インターンシップとは?種類と参加時期、メリットや今後の動向

学生が自分の将来を考え、就職活動を始めるきっかけのひとつに、インターンシップが挙げられます。
これまでインターンシップのプログラムの種類や参加できる時期・期間は、企業によってさまざまでした。しかし、2023年度からはインターンシップのあり方が新しく変わります。
この記事では、新たに定義された内容を含め、インターンシップについて解説します。

インターンシップとは?

学生向けのインターンシップとは、在学中に自らの専攻、将来のキャリアに関連した就業体験をおこなうことです。
インターンシップに参加することで、学生は社会に出る前に企業の仕事を体験でき、自分のやりたいことを見つけたり、業種選びの参考にしたりするなど、自分自身のキャリアを考えるきっかけを得ることができます。
また、企業にとっても早期に学生との接点を持てれば、より深く企業や仕事について知ってもらえるためミスマッチを防ぐことにつながります。

マイナビ2024年卒インターンシップ就職活動準備実態調査(中間総括)によると、インターンシップ・ワンデー仕事体験に参加したことのある学生の割合は87.6%。前年比4.0ポイント増加するなど、参加者は増加傾向にあります。

なお、インターンシップとアルバイトは目的が異なります。アルバイトは「労働と時間の対価として給料をもらうこと」が主な目的なのに対し、インターンシップは「仕事の内容や自分の適性の理解」を主な目的としています。

学生がインターンシップに参加するメリット

学生にとって、インターンシップには大きく分けて3つのメリットがあります。
どのようなメリットがあるのか押さえていきましょう。

興味のある業界・業種を詳しく知ることができる

インターンシップに参加する大きなメリットとして、興味のある業界・業種について、詳細に知ることができるというのが第一に挙げられます。すでに希望の業界が定まりつつある状態で参加すれば、より理解を深められるでしょう。

まだ希望業界がはっきり決まっていない場合でも、興味の有無や向き不向き、自分が何をしたいのかの方向性が見えてくるかもしれません。そうした体験の積み重ねが、結果としてスムーズな就職活動をおこなうきっかけになります。

実際に社内の雰囲気や業務内容を体感できる

実際に社内の雰囲気や業務内容を体感できるのもインターンシップのメリットのひとつです。
多くの場合、WEBサイトなどで企業情報を集めます。
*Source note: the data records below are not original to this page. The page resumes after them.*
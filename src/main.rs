use std::sync::Arc;

use anyhow::Context;
use sqlx::postgres::PgPoolOptions;

mod app;
mod auth;
mod config;
mod state;

use crate::auth::store::{CredentialStore, MemoryCredentialStore, PgCredentialStore};
use crate::config::AppConfig;
use crate::state::AppState;

#[tokio::main]
async fn main() -> anyhow::Result<()> {
    dotenvy::dotenv().ok();

    let env_filter = std::env::var("RUST_LOG")
        .unwrap_or_else(|_| "noicelens=debug,axum=info,tower_http=info".to_string());
    let json_logs = std::env::var("LOG_FORMAT")
        .map(|v| v == "json")
        .unwrap_or(false);

    if json_logs {
        tracing_subscriber::fmt()
            .with_env_filter(env_filter)
            .with_target(false)
            .json()
            .init();
    } else {
        tracing_subscriber::fmt().with_env_filter(env_filter).init();
    }

    let config = Arc::new(AppConfig::from_env()?);

    // CREDENTIAL_STORE=memory runs without Postgres; data is lost on shutdown.
    let store: Arc<dyn CredentialStore> =
        if std::env::var("CREDENTIAL_STORE").as_deref() == Ok("memory") {
            tracing::warn!("using in-memory credential store");
            Arc::new(MemoryCredentialStore::new())
        } else {
            anyhow::ensure!(!config.database_url.is_empty(), "DATABASE_URL is not set");
            let pool = PgPoolOptions::new()
                .max_connections(10)
                .connect(&config.database_url)
                .await
                .context("connect to database")?;

            sqlx::migrate!("./migrations")
                .run(&pool)
                .await
                .context("run migrations")?;

            Arc::new(PgCredentialStore::new(pool))
        };

    let state = AppState::from_parts(store, config);
    let app = app::build_app(state);
    app::serve(app).await
}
WEBサイトを用いれば、家にいながら多くの企業の情報を収集でき、比較検討をすることができます。
しかしそれだけでは自分がその会社の社風に合っているか、あるいはその業務に向いているかまでは具体的にイメージしにくいのではないでしょうか。

その点において、インターンシップへの参加は自分の目で見て体験できる貴重な機会になります。就業体験を通じて職場や業務への理解を深め、自分が集めた情報にギャップがないかどうかを確認する場として活用してみましょう。

キャリア形成を考えるきっかけになる

インターンシップは、より深くキャリア形成について考えるきっかけになります。
インターンシップでは、参加した企業の担当者や社員とコミュニケーションを取りながら業務にあたります。そのなかで、就職活動の体験談やこの企業を選んだ理由、さらには仕事のやりがいなど、キャリアの話などを聞くことができれば、自分が働く姿を具体的にイメージしやすくなります。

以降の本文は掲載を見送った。